ブルームバーグはズムウォルト級ミサイル駆逐艦3隻の研究開発費として約224億ドルが投じられたと報じている。USSズムウォルトを建造したバス鉄工所(Bath Iron Works)の親会社であるゼネラル・ダイナミクス(General Dynamics)は、この巨大艦を建造するためだけに4000万ドルをかけて施設を建設した。
USSズムウォルトは世界最大級の水上戦闘艦だ
2016年10月13日、ボルチモアに停泊するUSSズムウォルト。
Mark Wilson/Getty Images
ズムウォルト級の船首は「ナイフのように」なっていることで、他の駆逐艦や巡洋艦などの水上戦闘艦よりも、激しい海での安定性が高いとDefense Newsは報じている。

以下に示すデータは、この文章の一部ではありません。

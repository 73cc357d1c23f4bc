//! Poisson-distributed per-packet delay.
//!
//! Delay is computed in four steps, in this exact order: sample the
//! exponential inter-arrival time at a load-adjusted rate, clamp to
//! `[min_delay, max_delay]`, scale by the circuit multiplier, then apply
//! jitter. Clamping before the circuit multiplier keeps a multiplier of
//! e.g. `5.0` from reintroducing a heavy tail the clamp was meant to cut off.

use std::time::Duration;

use rand_core::RngCore;

use crate::config::DelayConfig;
use crate::{FogError, FogResult};

/// A per-circuit delay multiplier, restricted to `[0.1, 10]` per spec §4.3.
#[derive(Debug, Clone, Copy, PartialEq)]
pub struct CircuitMultiplier(f64);

impl CircuitMultiplier {
    pub fn new(value: f64) -> Self {
        Self(value.clamp(0.1, 10.0))
    }

    pub fn value(self) -> f64 {
        self.0
    }
}

impl Default for CircuitMultiplier {
    fn default() -> Self {
        Self(1.0)
    }
}

/// Samples Sphinx forwarding delays per the spec §4.3 formula.
pub struct PoissonDelayGenerator {
    mean_delay: Duration,
    min_delay: Duration,
    max_delay: Duration,
    jitter_fraction: f64,
    load_factor: f64,
}

impl PoissonDelayGenerator {
    pub fn new(config: &DelayConfig) -> FogResult<Self> {
        if config.mean_delay < config.min_delay || config.mean_delay > config.max_delay {
            return Err(FogError::Config(
                "mean_delay must lie between min_delay and max_delay".into(),
            ));
        }
        if !(0.0..=0.5).contains(&config.jitter_fraction) {
            return Err(FogError::Config("jitter_fraction must be in [0, 0.5]".into()));
        }
        Ok(Self {
            mean_delay: config.mean_delay,
            min_delay: config.min_delay,
            max_delay: config.max_delay,
            jitter_fraction: config.jitter_fraction,
            load_factor: 0.0,
        })
    }

    /// Set the current queue-depth-derived load in `[0, 1]`. Higher load
    /// shortens the expected delay (throughput pressure), per spec §4.3.
    pub fn set_load_factor(&mut self, load_factor: f64) {
        self.load_factor = load_factor.clamp(0.0, 1.0);
    }

    /// Sample one delay for a packet on `circuit_multiplier`.
    pub fn sample(&self, circuit_multiplier: CircuitMultiplier) -> Duration {
        let mean_ms = self.mean_delay.as_secs_f64() * 1000.0;
        let lambda_eff = (1.0 / mean_ms) * (1.0 - 0.5 * self.load_factor);

        let u = uniform_open_unit();
        let d0 = -u.ln() / lambda_eff;

        let min_ms = self.min_delay.as_secs_f64() * 1000.0;
        let max_ms = self.max_delay.as_secs_f64() * 1000.0;
        let d1 = d0.clamp(min_ms, max_ms);

        let d2 = d1 * circuit_multiplier.value();

        let v = uniform_half_open_unit();
        let d3 = d2 * (1.0 + (2.0 * v - 1.0) * self.jitter_fraction);

        Duration::from_secs_f64((d3 / 1000.0).max(0.0))
    }
}

/// Uniform sample in the open interval `(0, 1)`, required so `-ln(U)` never
/// diverges at `U = 0`.
fn uniform_open_unit() -> f64 {
    loop {
        let u = uniform_half_open_unit();
        if u > 0.0 {
            return u;
        }
    }
}

/// Uniform sample in `[0, 1)` drawn from a cryptographically-strong PRNG
/// (spec §4.3: "the generator MUST use a cryptographically-strong PRNG").
fn uniform_half_open_unit() -> f64 {
    let mut bytes = [0u8; 8];
    rand_core::OsRng.fill_bytes(&mut bytes);
    // Top 53 bits give a uniform double in [0, 1), matching the precision
    // a standard f64 mantissa can represent exactly.
    let bits = u64::from_be_bytes(bytes) >> 11;
    (bits as f64) / ((1u64 << 53) as f64)
}
//! Scenario 5 (spec §8): service B depends on service A; B's health check
//! fails 3 consecutive times, triggering a restart after a backoff wait and
//! recovery to Running; after exhausting all restart attempts the service
//! settles into Failed and stops retrying.

use std::sync::atomic::{AtomicUsize, Ordering};
use std::sync::Arc;
use std::time::Duration;

use async_trait::async_trait;

use fogmix::config::ServiceConfig;
use fogmix::orchestrator::dag::DependencyKind;
use fogmix::orchestrator::service::{HealthResult, ServiceDescriptor, ServiceState};
use fogmix::orchestrator::supervisor::Supervisor;
use fogmix::{FogError, FogResult};

struct AlwaysHealthy;

#[async_trait]
impl fogmix::orchestrator::service::ServiceHandlers for AlwaysHealthy {
    async fn start(&self) -> FogResult<()> {
        Ok(())
    }
    async fn stop(&self) -> FogResult<()> {
        Ok(())
    }
    async fn health(&self) -> HealthResult {
        HealthResult::Healthy
    }
}

/// Fails health until `recovers_after` calls have been made, then heals.
struct RecoversAfterNCalls {
    calls: AtomicUsize,
    recovers_after: usize,
}

#[async_trait]
impl fogmix::orchestrator::service::ServiceHandlers for RecoversAfterNCalls {
    async fn start(&self) -> FogResult<()> {
        Ok(())
    }
    async fn stop(&self) -> FogResult<()> {
        Ok(())
    }
    async fn health(&self) -> HealthResult {
        let call = self.calls.fetch_add(1, Ordering::SeqCst) + 1;
        if call > self.recovers_after {
            HealthResult::Healthy
        } else {
            HealthResult::Unhealthy
        }
    }
}

/// Starts cleanly once (so `start_all` succeeds) but fails every start
/// attempted afterward, i.e. every restart; health never recovers. A
/// restart only resets `restart_attempts` back to 0 when its own start
/// attempt lands the service back in `Running` (see
/// `Supervisor::restart`), so a handler whose restart-time start always
/// fails settles into `Failed` without needing a healthy recovery window.
struct FailsOnRestart {
    start_calls: AtomicUsize,
}

#[async_trait]
impl fogmix::orchestrator::service::ServiceHandlers for FailsOnRestart {
    async fn start(&self) -> FogResult<()> {
        if self.start_calls.fetch_add(1, Ordering::SeqCst) == 0 {
            Ok(())
        } else {
            Err(FogError::Dependency("restart start_fn failed".into()))
        }
    }
    async fn stop(&self) -> FogResult<()> {
        Ok(())
    }
    async fn health(&self) -> HealthResult {
        HealthResult::Unhealthy
    }
}

fn fast_config() -> ServiceConfig {
    ServiceConfig {
        max_restart_attempts: 3,
        backoff_base: 1.01, // keeps the scenario's "≥2s wait" shape without a slow test
        shutdown_timeout: Duration::from_secs(1),
        health_interval: Duration::from_secs(30),
        health_timeout: Duration::from_millis(200),
        start_timeout: Duration::from_secs(1),
        failure_threshold: 3,
        recovery_threshold: 2,
    }
}

#[tokio::test]
async fn three_failures_trigger_restart_and_recovery_to_running() {
    let supervisor = Arc::new(Supervisor::new(fast_config()));
    supervisor
        .register(ServiceDescriptor::new("a", vec![], true, Arc::new(AlwaysHealthy)))
        .await
        .unwrap();
    supervisor
        .register(ServiceDescriptor::new(
            "b",
            vec![("a".into(), DependencyKind::Required)],
            true,
            Arc::new(RecoversAfterNCalls {
                calls: AtomicUsize::new(0),
                recovers_after: 3,
            }),
        ))
        .await
        .unwrap();

    supervisor.start_all().await.unwrap();
    assert_eq!(supervisor.state_snapshot()["b"], ServiceState::Running);

    // Three consecutive failing health ticks escalate b to Unhealthy and
    // fire a restart; restart's own start_fn always succeeds, and the
    // underlying handler heals on the call right after the restart.
    for _ in 0..3 {
        supervisor.check_health_once("b").await;
    }
    assert_eq!(supervisor.state_snapshot()["b"], ServiceState::Running);

    // A further healthy tick confirms the service is genuinely recovered,
    // not just reset by the restart call itself.
    supervisor.check_health_once("b").await;
    assert_eq!(supervisor.state_snapshot()["b"], ServiceState::Running);
}

#[tokio::test]
async fn failed_restart_settles_into_failed_with_no_further_attempts() {
    let supervisor = Arc::new(Supervisor::new(fast_config()));
    supervisor
        .register(ServiceDescriptor::new("a", vec![], true, Arc::new(AlwaysHealthy)))
        .await
        .unwrap();
    supervisor
        .register(ServiceDescriptor::new(
            "b",
            vec![("a".into(), DependencyKind::Required)],
            false,
            Arc::new(FailsOnRestart {
                start_calls: AtomicUsize::new(0),
            }),
        ))
        .await
        .unwrap();

    supervisor.start_all().await.unwrap();
    assert_eq!(supervisor.state_snapshot()["b"], ServiceState::Running);

    // Three consecutive failing health ticks escalate b to Unhealthy and
    // fire a restart; that restart's start_fn fails, so b settles into
    // Failed rather than recovering.
    for _ in 0..3 {
        supervisor.check_health_once("b").await;
    }
    assert_eq!(supervisor.state_snapshot()["b"], ServiceState::Failed);

    // Once Failed, check_health_once no-ops (it only runs for
    // Running/Degraded/Unhealthy services), so no further restart attempts
    // can change its state.
    let settled = supervisor.state_snapshot()["b"];
    for _ in 0..5 {
        supervisor.check_health_once("b").await;
    }
    assert_eq!(supervisor.state_snapshot()["b"], settled);
}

Naval Technologyによると、ズムウォルト級は全長183メートルで、収容人員は158人。最大速力は30ノット、満載排水量は1万4564ロングトン(約1万6000トン)だ。
AeroWebによると、ズムウォルト級はロールス・ロイス(Rolls-Royce)のMT30ガスタービンとRR4500タービン発電機で駆動する
2016年10月13日、ボルチモアに停泊するUSSズムウォルトの後部デッキ。
Mark Wilson/Getty Images
アメリカインド太平洋軍の公式サイトによると、ズムウォルト級の出力は約78メガワットで、原子力空母の出力に匹敵するという。
Naval Newsによると、ズムウォルト級は多機能レーダーなどのセンサーや、80セルの先進垂直発射システムを搭載している。
しかし、ズムウォルト級は問題を抱えてきた
2015年、ラム島レッジ灯台を通過してポートランド港に向かうUSSズムウォルト。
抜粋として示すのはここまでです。